Director: Ryan Coogler
Cast: Michael B. Jordan, Melonie Diaz, Octavia Spencer
The date is December 31, 2008: Oscar Grant (Jordan) is a 22-year-old man in San Francisco’s Bay Area, whose New Year’s Eve plans are to celebrate his mother’s birthday with his girlfriend, young daughter and extended family. In a film that portrays a fateful day in his life, we are shown that Oscar is trying hard to make a living, despite a troubled past, and to do the right thing for his own family. He is by no means a perfect man, as we learn from the very beginning of this film, but that doesn’t mean to say that he isn’t trying to be good.
While this film has done very well at film festivals – and, in some ways, deservedly so – it’s not without its flaws.

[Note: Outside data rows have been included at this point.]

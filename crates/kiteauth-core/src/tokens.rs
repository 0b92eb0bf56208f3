//! Token types for Kite Connect authentication.

use std::fmt;

use serde::{Deserialize, Serialize};

/// An access token for authenticated Kite Connect requests.
///
/// # Security
///
/// - Never logged or displayed in Debug output
/// - Treat as opaque; do not parse or inspect
#[derive(Clone, PartialEq, Eq, Serialize, Deserialize)]
#[serde(transparent)]
pub struct AccessToken(String);

impl AccessToken {
    /// Create a new access token.
    pub fn new(token: impl Into<String>) -> Self {
        Self(token.into())
    }

    /// Returns the token value for use in authorization headers.
    ///
    /// # Security
    ///
    /// Use only when constructing HTTP authorization headers or persisting
    /// the session.
    pub fn as_str(&self) -> &str {
        &self.0
    }
}

// Hide token value in Debug output
impl fmt::Debug for AccessToken {
    fn fmt(&self, f: &mut fmt::Formatter<'_>) -> fmt::Result {
        f.debug_tuple("AccessToken").field(&"[REDACTED]").finish()
    }
}

/// The one-shot request token captured from the login redirect.
///
/// It is valid for a few minutes and can be exchanged exactly once.
#[derive(Clone, PartialEq, Eq)]
pub struct RequestToken(String);

impl RequestToken {
    /// Create a new request token.
    pub fn new(token: impl Into<String>) -> Self {
        Self(token.into())
    }

    /// Returns the token value for the exchange request.
    pub fn as_str(&self) -> &str {
        &self.0
    }
}

impl fmt::Debug for RequestToken {
    fn fmt(&self, f: &mut fmt::Formatter<'_>) -> fmt::Result {
        f.debug_tuple("RequestToken").field(&"[REDACTED]").finish()
    }
}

Fruitvale Station looks at what was a scandalous moment in American life, and the day’s events that led up to what became national news in the United States.

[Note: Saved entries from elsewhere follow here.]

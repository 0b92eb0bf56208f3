//! Kite Connect [`Authenticator`] implementation.

use std::sync::{Arc, PoisonError, RwLock};

use async_trait::async_trait;
use serde_json::Value;
use tracing::{debug, info, instrument, warn};

use kiteauth_core::traits::{Authenticator, LoginOutcome, RequestMethod, SessionStore};
use kiteauth_core::{Credentials, Error, Result, Session, SessionManager};

use crate::client::KiteClient;
use crate::endpoints::{KiteEndpoints, SESSION_TOKEN, USER_PROFILE};
use crate::handshake;

/// A [`SessionManager`] driving the Kite authenticator.
pub type KiteSessionManager = SessionManager<KiteAuthenticator>;

/// Logs in to Kite Connect and proxies authenticated API calls.
///
/// Holds at most one [`Session`]. Fresh sessions are written to the
/// configured [`SessionStore`] and restored from it on the next
/// [`initialize`](Authenticator::initialize).
pub struct KiteAuthenticator {
    credentials: Credentials,
    client: KiteClient,
    store: Arc<dyn SessionStore>,
    session: RwLock<Option<Session>>,
}

impl KiteAuthenticator {
    /// Create an authenticator against the given endpoints.
    pub fn new(
        credentials: Credentials,
        endpoints: KiteEndpoints,
        store: Arc<dyn SessionStore>,
    ) -> Result<Self> {
        Ok(Self {
            credentials,
            client: KiteClient::new(endpoints)?,
            store,
            session: RwLock::new(None),
        })
    }

    /// Create an authenticator for the production Kite hosts with
    /// credentials read from the environment.
    ///
    /// Fails before any I/O if a credential is missing or malformed.
    pub fn from_env(store: Arc<dyn SessionStore>) -> Result<Self> {
        let credentials = Credentials::from_env()?;
        Self::new(credentials, KiteEndpoints::default(), store)
    }

    /// Adopt a session obtained elsewhere, e.g. read from a store by a
    /// process that only needs to revoke it.
    ///
    /// The session is not validated; the next
    /// [`initialize`](Authenticator::initialize) replaces it.
    pub fn with_session(self, session: Session) -> Self {
        self.set_session(Some(session));
        self
    }

    /// Wrap this authenticator in a [`SessionManager`].
    pub fn into_manager(self) -> KiteSessionManager {
        SessionManager::new(self)
    }

    /// Returns the configured credentials.
    pub fn credentials(&self) -> &Credentials {
        &self.credentials
    }

    /// Returns the HTTP client.
    pub fn client(&self) -> &KiteClient {
        &self.client
    }

    fn set_session(&self, session: Option<Session>) {
        *self.session.write().unwrap_or_else(PoisonError::into_inner) = session;
    }

    fn auth_value(&self, session: &Session) -> String {
        format!(
            "{}:{}",
            self.credentials.api_key(),
            session.access_token().as_str()
        )
    }

    /// Forget `rejected` unless another login already replaced it.
    async fn invalidate(&self, rejected: &Session) {
        {
            let mut current = self.session.write().unwrap_or_else(PoisonError::into_inner);
            match current.as_ref() {
                Some(s) if s.access_token() == rejected.access_token() => *current = None,
                _ => {
                    debug!("Rejected token already replaced");
                    return;
                }
            }
        }

        if let Err(e) = self.store.clear(rejected.user_id()).await {
            warn!(error = %e, "Failed to clear persisted session");
        }
    }

    /// Try to reuse a persisted session.
    ///
    /// Returns `Ok(None)` when there is nothing usable to restore.
    async fn restore(&self) -> Result<Option<Session>> {
        let user_id = self.credentials.user_id();

        let stored = match self.store.load(user_id).await {
            Ok(stored) => stored,
            Err(e) => {
                warn!(error = %e, "Ignoring unreadable persisted session");
                self.discard().await;
                return Ok(None);
            }
        };

        let Some(session) = stored else {
            debug!("No persisted session");
            return Ok(None);
        };

        if session.user_id() != user_id {
            warn!("Persisted session belongs to another user");
            return Ok(None);
        }

        if session.is_expired() {
            info!(expires_at = ?session.expires_at(), "Persisted session expired");
            self.discard().await;
            return Ok(None);
        }

        match self
            .client
            .send_authed(RequestMethod::Get, USER_PROFILE, &self.auth_value(&session), None)
            .await
        {
            Ok(_) => Ok(Some(session)),
            Err(Error::Protocol(p)) if p.is_auth_error() => {
                info!(error = %p, "Persisted session rejected by broker");
                self.discard().await;
                Ok(None)
            }
            Err(e) => Err(e),
        }
    }

    async fn discard(&self) {
        if let Err(e) = self.store.clear(self.credentials.user_id()).await {
            warn!(error = %e, "Failed to clear persisted session");
        }
    }
}

#[async_trait]
impl Authenticator for KiteAuthenticator {
    #[instrument(skip(self), fields(user_id = %self.credentials.user_id()))]
    async fn initialize(&self) -> Result<LoginOutcome> {
        self.set_session(None);

        if let Some(session) = self.restore().await? {
            info!("Restored persisted session");
            self.set_session(Some(session.clone()));
            return Ok(LoginOutcome::Restored(session));
        }

        info!("Running login handshake");
        let session = handshake::run(&self.client, &self.credentials).await?;

        if let Err(e) = self.store.save(&session).await {
            warn!(error = %e, "Failed to persist session");
        }

        self.set_session(Some(session.clone()));
        Ok(LoginOutcome::LoggedIn(session))
    }

    #[instrument(skip(self, data))]
    async fn make_authenticated_request(
        &self,
        endpoint: &str,
        method: RequestMethod,
        data: Option<&Value>,
    ) -> Result<Value> {
        let session = self
            .get_session()
            .ok_or_else(|| Error::session_invalid("no active session"))?;

        match self
            .client
            .send_authed(method, endpoint, &self.auth_value(&session), data)
            .await
        {
            Err(Error::Protocol(p)) if p.is_auth_error() => {
                warn!(error = %p, "Access token rejected");
                self.invalidate(&session).await;
                let reason = p.message.clone().unwrap_or_else(|| p.to_string());
                Err(Error::session_invalid(reason))
            }
            other => other,
        }
    }

    fn get_session(&self) -> Option<Session> {
        self.session
            .read()
            .unwrap_or_else(PoisonError::into_inner)
            .clone()
    }

    #[instrument(skip(self), fields(user_id = %self.credentials.user_id()))]
    async fn logout(&self) -> Result<()> {
        let session = self
            .session
            .write()
            .unwrap_or_else(PoisonError::into_inner)
            .take();

        if let Some(session) = &session {
            let data = serde_json::json!({
                "api_key": self.credentials.api_key(),
                "access_token": session.access_token().as_str(),
            });
            if let Err(e) = self
                .client
                .send_authed(
                    RequestMethod::Delete,
                    SESSION_TOKEN,
                    &self.auth_value(session),
                    Some(&data),
                )
                .await
            {
                warn!(error = %e, "Broker logout failed; forgetting session locally");
            }
        }

        self.store.clear(self.credentials.user_id()).await?;
        info!("Session cleared");
        Ok(())
    }
}

impl std::fmt::Debug for KiteAuthenticator {
    fn fmt(&self, f: &mut std::fmt::Formatter<'_>) -> std::fmt::Result {
        f.debug_struct("KiteAuthenticator")
            .field("credentials", &self.credentials)
            .field("endpoints", self.client.endpoints())
            .field("session", &self.get_session())
            .finish()
    }
}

Michael B. Jordan, who recently took to the big screen in the much lighter That Awkward Moment, is absolutely superb in his role as Oscar. There are certain scenes which allow the audience to forget that Jordan is only an actor, and instead to connect fully with the character he portrays. Octavia Spencer, as Oscar’s mother, is equally brilliant, tugging at our heartstrings when the moment is just right.
What lets this film down, however, is its direction, and quite possibly the editing as well. Quite a few scenes are either too slow, or completely unnecessary, in the portrayal of this story, bringing down the overall pace of the film. This could well make the audience impatient at first, although all is (almost) forgiven when the drama properly takes hold.
Based on real events, this film takes a well-needed look at police brutality by opening the film with real video footage, and ending in a similar fashion. While the end result is not perfect, the story which Fruitvale Station tells is still an important one which, if possible, should be given a chance.